__INSTRUCTIONS FOR THE TASK__: Find every line in the records that holds the string "match". Copy each one.

__DATA FOR THIS TASK__:
—————

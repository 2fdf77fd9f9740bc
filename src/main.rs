use clap::{Parser, Subcommand};
use std::path::PathBuf;
use std::sync::Arc;
use std::time::Duration;
use tracing::{info, warn};
use tracing_subscriber::EnvFilter;
use yakphone::domain::call::CallEvent;
use yakphone::domain::client::ClientEvent;
use yakphone::infrastructure::dns::DnsResolver;
use yakphone::infrastructure::media::{key_tone, NullAudioDevices};
use yakphone::{Phone, PhoneConfig, PhoneHandle};

#[derive(Parser)]
#[command(name = "yakphone", version, about = "SIP softphone")]
struct Cli {
    /// TOML configuration file
    #[arg(short, long, global = true)]
    config: Option<PathBuf>,

    #[command(subcommand)]
    command: Command,
}

#[derive(Subcommand)]
enum Command {
    /// Register and stay registered until interrupted
    Register,
    /// Register, call a SIP address and hang up on Ctrl-C
    Dial {
        /// Recipient, e.g. `sip:bob@example.com`
        recipient: String,
        /// Keys to send as DTMF once the call connects, e.g. `123#`
        #[arg(long)]
        dtmf: Option<String>,
    },
    /// Register and wait for incoming calls
    Listen {
        /// Answer incoming calls without asking
        #[arg(long)]
        auto_answer: bool,
    },
    /// Print the effective configuration as TOML
    PrintConfig,
}

#[tokio::main]
async fn main() -> anyhow::Result<()> {
    let cli = Cli::parse();
    let config = PhoneConfig::load(cli.config.as_deref())?;

    if let Command::PrintConfig = cli.command {
        print!("{}", config.to_toml()?);
        return Ok(());
    }

    let filter = EnvFilter::try_from_default_env()
        .unwrap_or_else(|_| EnvFilter::new(config.log_level.clone()));
    tracing_subscriber::fmt().with_env_filter(filter).init();

    info!("Starting yakphone {}", env!("CARGO_PKG_VERSION"));
    if config.account.domain.is_empty() || config.account.username.is_empty() {
        anyhow::bail!("account.domain and account.username must be configured");
    }

    let resolver = Arc::new(DnsResolver::from_system_conf()?);
    let (phone, handle, mut events) =
        Phone::bind(config, resolver, Arc::new(NullAudioDevices::default())).await?;
    let driver = tokio::spawn(phone.run());

    let mut session = Session {
        handle,
        command: cli.command,
        dialed: None,
        stopping: false,
    };

    loop {
        tokio::select! {
            event = events.recv() => match event {
                Some(event) => session.handle_event(event).await?,
                None => break,
            },
            result = tokio::signal::ctrl_c(), if !session.stopping => {
                result?;
                info!("Shutting down...");
                session.stop().await?;
            }
        }
    }

    driver.await??;
    Ok(())
}

struct Session {
    handle: PhoneHandle,
    command: Command,
    /// Call placed by `dial`
    dialed: Option<String>,
    stopping: bool,
}

impl Session {
    async fn stop(&mut self) -> anyhow::Result<()> {
        self.stopping = true;
        self.handle.disconnect().await?;
        Ok(())
    }

    async fn handle_event(&mut self, event: ClientEvent) -> anyhow::Result<()> {
        match event {
            ClientEvent::Connected => {
                info!("Registered");
                if let Command::Dial { recipient, .. } = &self.command {
                    if self.dialed.is_none() && !self.stopping {
                        let call_id = self.handle.dial(recipient.as_str()).await?;
                        info!("Calling {} (call {})", recipient, call_id);
                        self.dialed = Some(call_id);
                    }
                }
            }
            ClientEvent::Disconnected => {
                if !self.stopping {
                    warn!("Not registered, retrying");
                }
            }
            ClientEvent::CallReceived { call_id, from } => {
                info!("Incoming call {} from {}", call_id, from);
                if let Command::Listen { auto_answer: true } = self.command {
                    if let Err(e) = self.handle.accept(&call_id).await {
                        warn!("Could not answer call {}: {}", call_id, e);
                    }
                }
            }
            ClientEvent::Call { call_id, event } => match event {
                CallEvent::Ringing => info!("Call {} ringing", call_id),
                CallEvent::Connected => {
                    info!("Call {} connected", call_id);
                    if let Command::Dial { dtmf: Some(keys), .. } = &self.command {
                        if self.dialed.as_deref() == Some(call_id.as_str()) {
                            tokio::spawn(send_keys(self.handle.clone(), keys.clone()));
                        }
                    }
                }
                CallEvent::Finished => {
                    info!("Call {} finished", call_id);
                    if let Err(e) = self.handle.release(&call_id).await {
                        warn!("Could not release call {}: {}", call_id, e);
                    }
                    if self.dialed.as_deref() == Some(call_id.as_str()) && !self.stopping {
                        self.stop().await?;
                    }
                }
                CallEvent::StateChanged(_) => {}
            },
            ClientEvent::StateChanged(_)
            | ClientEvent::CallStarted { .. }
            | ClientEvent::ActiveCallsChanged(_) => {}
        }
        Ok(())
    }
}

const KEY_PRESS: Duration = Duration::from_millis(160);
const KEY_GAP: Duration = Duration::from_millis(100);

/// Play `keys` as DTMF tones, one after the other
async fn send_keys(handle: PhoneHandle, keys: String) {
    for key in keys.chars() {
        let Some(tone) = key_tone(key) else {
            warn!("Skipping '{}', not a DTMF key", key);
            continue;
        };
        if let Err(e) = handle.start_tone(tone).await {
            warn!("Could not send DTMF '{}': {}", key, e);
            return;
        }
        tokio::time::sleep(KEY_PRESS).await;
        if let Err(e) = handle.stop_tone(tone).await {
            warn!("Could not send DTMF '{}': {}", key, e);
            return;
        }
        tokio::time::sleep(KEY_GAP).await;
    }
}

—————

__SOLUTION FOR THIS EXERCISE__:
            event = events.recv() => match event {
        match event {
            ClientEvent::Call { call_id, event } => match event {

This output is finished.